■ **Task instructions**: Report the lines of the material that carry the string "permissions".

■ **Records to process**:
//! Stock API
//!
//! | Path | Method | Permission |
//! |------|--------|------------|
//! | /api/stock/{id} | GET | auth |
//! | /api/stock/{id}/variant?color=&size= | GET | auth |
//! | /api/stock/{id}/adjust | POST | stock:adjust |
//! | /api/stock/{id}/reconcile | POST | stock:adjust |
//! | /api/stock/{id}/movements?limit= | GET | stock:adjust |

mod handler;

use axum::{
    Router, middleware,
    routing::{get, post},
};

use crate::auth::{permissions, require_permission};
use crate::core::ServerState;

pub fn router() -> Router<ServerState> {
    Router::new().nest("/api/stock", read_routes().merge(admin_routes()))
}

fn read_routes() -> Router<ServerState> {
    Router::new()
        .route("/{id}", get(handler::levels))
        .route("/{id}/variant", get(handler::variant))
}

fn admin_routes() -> Router<ServerState> {
    Router::new()
        .route("/{id}/adjust", post(handler::adjust))
        .route("/{id}/reconcile", post(handler::reconcile))
        .route("/{id}/movements", get(handler::movements))
        .route_layer(middleware::from_fn(require_permission(
            permissions::STOCK_ADJUST,
        )))
}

■ **Exercise response**:
use crate::auth::{permissions, require_permission};
            permissions::STOCK_ADJUST,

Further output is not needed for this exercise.